##### Data provided
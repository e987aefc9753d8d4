//! Middleware integration tests: redirects, asset versions, CSRF and sessions

use inertia::StatusCode;
use inertia::http::Method;
use inertia::test::assertions::assert_json_response;
use inertia::test::{TestClient, inertia_page};
use inertia_integration_tests::app::{build_app, test_config};
use rstest::rstest;
use serde_json::json;

#[rstest]
#[case::put(Method::PUT, StatusCode::SEE_OTHER)]
#[case::patch(Method::PATCH, StatusCode::SEE_OTHER)]
#[case::delete(Method::DELETE, StatusCode::SEE_OTHER)]
#[case::post(Method::POST, StatusCode::FOUND)]
#[case::get(Method::GET, StatusCode::FOUND)]
#[tokio::test]
async fn test_protocol_redirect_status(#[case] method: Method, #[case] expected: StatusCode) {
	let app = build_app(test_config());
	let client = app.inertia_client();

	let request = client.request(method, "/redirect/").build().unwrap();
	let response = client.send(request).await.unwrap();

	assert_eq!(response.status(), expected);
	assert_eq!(response.header("Location"), Some("/empty/"));
}

#[rstest]
#[case::put(Method::PUT)]
#[case::patch(Method::PATCH)]
#[case::delete(Method::DELETE)]
#[tokio::test]
async fn test_browser_redirects_are_untouched(#[case] method: Method) {
	let app = build_app(test_config());
	let client = app.client();

	let request = client.request(method, "/redirect/").build().unwrap();
	let response = client.send(request).await.unwrap();

	assert_eq!(response.status(), StatusCode::FOUND);
}

#[tokio::test]
async fn test_configured_methods_extend_rewriting() {
	let app = build_app(test_config().with_redirect_methods(["POST", "PUT", "PATCH", "DELETE"]));
	let client = app.inertia_client();

	let response = client.post("/redirect/").await.unwrap();

	assert_eq!(response.status(), StatusCode::SEE_OTHER);
}

#[tokio::test]
async fn test_stale_version_forces_full_visit() {
	let app = build_app(test_config());
	let client = app.inertia_client();

	let request = client
		.request(Method::GET, "/empty/")
		.version("some-nonsense")
		.build()
		.unwrap();
	let response = client.send(request).await.unwrap();

	assert_eq!(response.status(), StatusCode::CONFLICT);
	assert_eq!(
		response.header("X-Inertia-Location"),
		Some("http://testserver/empty/")
	);
	assert!(response.body.is_empty());
}

#[tokio::test]
async fn test_matching_version_is_served() {
	let app = build_app(test_config());
	let client = app.inertia_client();

	let request = client
		.request(Method::GET, "/empty/")
		.version("1.0")
		.build()
		.unwrap();
	let response = client.send(request).await.unwrap();

	assert_json_response(&response, inertia_page("/empty/", "TestComponent", json!({})));
}

#[tokio::test]
async fn test_stale_version_ignored_for_browser_visits() {
	let app = build_app(test_config());
	let client = app.client();

	let request = client
		.request(Method::GET, "/empty/")
		.version("some-nonsense")
		.build()
		.unwrap();
	let response = client.send(request).await.unwrap();

	assert_eq!(response.status(), StatusCode::OK);
}

#[tokio::test]
async fn test_csrf_cookie_is_issued_once() {
	let app = build_app(test_config());
	let client = app.client();

	client.get("/test/").await.unwrap();
	let first = client.cookie("csrftoken").unwrap();
	assert_eq!(first.len(), 32);
	assert!(first.chars().all(|c| c.is_ascii_alphanumeric()));

	client.get("/empty/").await.unwrap();
	assert_eq!(client.cookie("csrftoken").unwrap(), first);
}

#[tokio::test]
async fn test_csrf_cookie_survives_conflict() {
	let app = build_app(test_config());
	let client = app.inertia_client();

	let request = client
		.request(Method::GET, "/empty/")
		.version("stale")
		.build()
		.unwrap();
	let response = client.send(request).await.unwrap();

	assert_eq!(response.status(), StatusCode::CONFLICT);
	assert!(
		response
			.headers
			.get_all("set-cookie")
			.iter()
			.any(|cookie| cookie.to_str().unwrap_or_default().starts_with("csrftoken="))
	);
}

#[tokio::test]
async fn test_custom_csrf_cookie_name() {
	let app = build_app(test_config().with_csrf_cookie_name("XSRF-TOKEN"));
	let client = app.client();

	client.get("/test/").await.unwrap();

	assert!(client.cookie("XSRF-TOKEN").is_some());
	assert!(client.cookie("csrftoken").is_none());
}

#[tokio::test]
async fn test_session_cookie_is_issued() {
	let app = build_app(test_config());
	let client: TestClient = app.client();

	client.get("/empty/").await.unwrap();

	assert!(client.cookie("sessionid").is_some());
}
##########
● Task to carry out: Where does the string "csrftoken" appear in the records above? Return every line that holds it.

● Solution:
	let first = client.cookie("csrftoken").unwrap();
	assert_eq!(client.cookie("csrftoken").unwrap(), first);
			.any(|cookie| cookie.to_str().unwrap_or_default().starts_with("csrftoken="))
	assert!(client.cookie("csrftoken").is_none());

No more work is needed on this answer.